Tuskegee University is hiring eight police officers to patrol the campus around the clock after the early Sunday morning shooting that left one dead and 16 others injuredthe president of the university announced on Thursday.

The security overhaul, according to Tuskegee University President Mark A. Brown, will also include cameras and metal detectors at the historically Black university.

Students will return for in-person learning on Tuesday, while a “day of healing” on campus is scheduled for Monday, Brown announced.

“Tuskegee University: We are as strong as the bricks our students used to build the buildings over 100 years ago. Buildings that are still preserved today. In this spirit of strength we will not allow the criminals who invaded our sacred space to prevail,” he said. We will continue to care and educate our students.”

Monday, the university fired Terrace Calloway, the campus police chiefand appointed Frank Lee as security consultant.

Lee will lead the nationwide search for the school’s new head of security, the university announced.

Brown characterized Tuskegee’s security response as “routine” when the shooting unfolded in the West Commons campus apartments in the pre-dawn hours Sunday as the University’s 100th Week was winding down.

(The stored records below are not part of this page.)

//! HTTP/1.1 request parsing using the [`httparse`] crate.

use thiserror::Error;

use super::{Cookies, Headers, Method};

/// Errors that can occur while parsing an HTTP/1.1 request.
#[derive(Debug, Error)]
pub enum RequestError {
    #[error("request is incomplete — more data needed")]
    Incomplete,

    #[error("HTTP parse error: {0}")]
    Parse(#[from] httparse::Error),

    #[error("missing required field: {field}")]
    MissingField { field: &'static str },
}

/// A fully parsed HTTP/1.1 request.
///
/// Created by [`Request::parse`] from a raw byte buffer. Cookies are parsed
/// eagerly so the caching layer can inspect and strip them.
///
/// # Examples
///
/// ```
/// use cachet::http::request::Request;
///
/// let raw = b"GET /news?page=2 HTTP/1.1\r\nHost: example.com\r\nCookie: SESSID=abc\r\n\r\n";
/// let (request, _offset) = Request::parse(raw).unwrap();
///
/// assert_eq!(request.path(), "/news");
/// assert_eq!(request.query_string(), Some("page=2"));
/// assert_eq!(request.uri(), "/news?page=2");
/// assert_eq!(request.host(), "example.com");
/// assert!(request.cookies().contains("SESSID"));
/// ```
#[derive(Debug, Clone)]
pub struct Request {
    method: Method,
    path: String,
    headers: Headers,
    query: Option<String>,
    cookies: Cookies,
}

impl Request {
    /// Maximum number of headers we support per request.
    const MAX_HEADERS: usize = 64;

    /// Parse a raw HTTP/1.1 request head from a byte slice.
    ///
    /// Headers whose values are not valid UTF-8 are skipped. The `Cookie`
    /// headers are parsed into the request's cookie jar.
    ///
    /// # Arguments
    ///
    /// - `buf` — the raw bytes received so far; anything past the header
    ///   terminator is left untouched.
    ///
    /// # Returns
    ///
    /// The parsed `Request` and the byte offset at which the body begins in
    /// `buf` (immediately after the `\r\n\r\n` header terminator).
    ///
    /// # Errors
    ///
    /// - [`RequestError::Incomplete`] — more data is needed to complete the request headers.
    /// - [`RequestError::Parse`] — the data is malformed and cannot be parsed.
    /// - [`RequestError::MissingField`] — a required field (method, path, version) is absent.
    pub fn parse(buf: &[u8]) -> Result<(Self, usize), RequestError> {
        let mut headers = [httparse::EMPTY_HEADER; Self::MAX_HEADERS];
        let mut raw_req = httparse::Request::new(&mut headers);

        let body_offset = match raw_req.parse(buf)? {
            httparse::Status::Complete(offset) => offset,
            httparse::Status::Partial => return Err(RequestError::Incomplete),
        };

        let method = match raw_req
            .method
            .ok_or(RequestError::MissingField { field: "method" })?
            .parse::<Method>()
        {
            Ok(method) => method,
            Err(never) => match never {},
        };

        let raw_path = raw_req
            .path
            .ok_or(RequestError::MissingField { field: "path" })?;

        let (path, query) = match raw_path.split_once('?') {
            Some((path, query)) => (path.to_owned(), Some(query.to_owned())),
            None => (raw_path.to_owned(), None),
        };

        raw_req
            .version
            .ok_or(RequestError::MissingField { field: "version" })?;

        let mut header_map = Headers::with_capacity(raw_req.headers.len());
        for header in raw_req.headers.iter() {
            if let Ok(value) = std::str::from_utf8(header.value) {
                header_map.insert(header.name, value);
            }
        }

        let cookies = Cookies::parse(header_map.get_all("cookie"));

        Ok((
            Self {
                method,
                path,
                headers: header_map,
                query,
                cookies,
            },
            body_offset,
        ))
    }

    /// Returns the HTTP method.
    pub fn method(&self) -> &Method {
        &self.method
    }

    /// Returns the request path (without the query string).
    pub fn path(&self) -> &str {
        &self.path
    }

    /// Returns the request target as sent: path plus `?query` when present.
    pub fn uri(&self) -> String {
        match &self.query {
            Some(query) => format!("{}?{}", self.path, query),
            None => self.path.clone(),
        }
    }

    /// Returns the request headers.
    pub fn headers(&self) -> &Headers {
        &self.headers
    }

    /// Returns the raw query string (without the leading `?`), if any.
    pub fn query_string(&self) -> Option<&str> {
        self.query.as_deref()
    }

    /// Returns the `Host` header, or an empty string when absent.
    pub fn host(&self) -> &str {
        self.headers.get("host").unwrap_or("")
    }

    /// Returns the cookies the client sent.
    pub fn cookies(&self) -> &Cookies {
        &self.cookies
    }

    /// Drops a cookie from the request and rewrites the `Cookie` header to match.
    ///
    /// The header is removed entirely once the jar is empty, so downstream
    /// handlers see the request as cookieless.
    ///
    /// # Returns
    ///
    /// `true` if the cookie was present.
    pub fn remove_cookie(&mut self, name: &str) -> bool {
        if !self.cookies.remove(name) {
            return false;
        }
        self.headers.remove("cookie");
        if !self.cookies.is_empty() {
            self.headers.insert("Cookie", self.cookies.to_header_value());
        }
        true
    }
}

#[cfg(test)]
mod tests {
    use super::*;

    #[test]
    fn parse_simple_get() {
        let raw = b"GET / HTTP/1.1\r\nHost: localhost\r\n\r\n";
        let (req, offset) = Request::parse(raw).unwrap();
        assert_eq!(req.method(), &Method::Get);
        assert_eq!(req.path(), "/");
        assert_eq!(req.host(), "localhost");
        assert!(req.cookies().is_empty());
        assert_eq!(offset, raw.len()); // no body
    }

    #[test]
    fn parse_query_string() {
        let raw = b"GET /search?q=rust&page=2 HTTP/1.1\r\nHost: example.com\r\n\r\n";
        let (req, _) = Request::parse(raw).unwrap();
        assert_eq!(req.path(), "/search");
        assert_eq!(req.query_string(), Some("q=rust&page=2"));
        assert_eq!(req.uri(), "/search?q=rust&page=2");
    }

    #[test]
    fn missing_host_is_empty() {
        let raw = b"GET / HTTP/1.0\r\n\r\n";
        let (req, _) = Request::parse(raw).unwrap();
        assert_eq!(req.host(), "");
    }

    #[test]
    fn incomplete_request() {
        let raw = b"GET / HTTP/1.1\r\nHost:";
        assert!(matches!(Request::parse(raw), Err(RequestError::Incomplete)));
    }

    #[test]
    fn remove_cookie_rewrites_header() {
        let raw = b"GET / HTTP/1.1\r\nHost: a\r\nCookie: SESSID=1; theme=dark\r\n\r\n";
        let (mut req, _) = Request::parse(raw).unwrap();
        assert!(req.remove_cookie("SESSID"));
        assert_eq!(req.headers().get("cookie"), Some("theme=dark"));

        assert!(req.remove_cookie("theme"));
        assert!(!req.headers().contains("cookie"));
        assert!(req.cookies().is_empty());
        assert!(!req.remove_cookie("theme"));
    }
}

La’Tavion Johnson, 18, of Troy, was killed in the shooting.

His family said Johnson was helping to save another victim when he died.

A 25-year-old man from Montgomery, Jaquez Myrick, was charged with being in possession of a machine gun. No one has yet been charged in Johnson’s death or the wounding of 16 other people, 12 of whom were shot.

Myrick initially denied firing a gun, but later told federal investigators he fired the gun but did not shoot anyone, according to federal court records.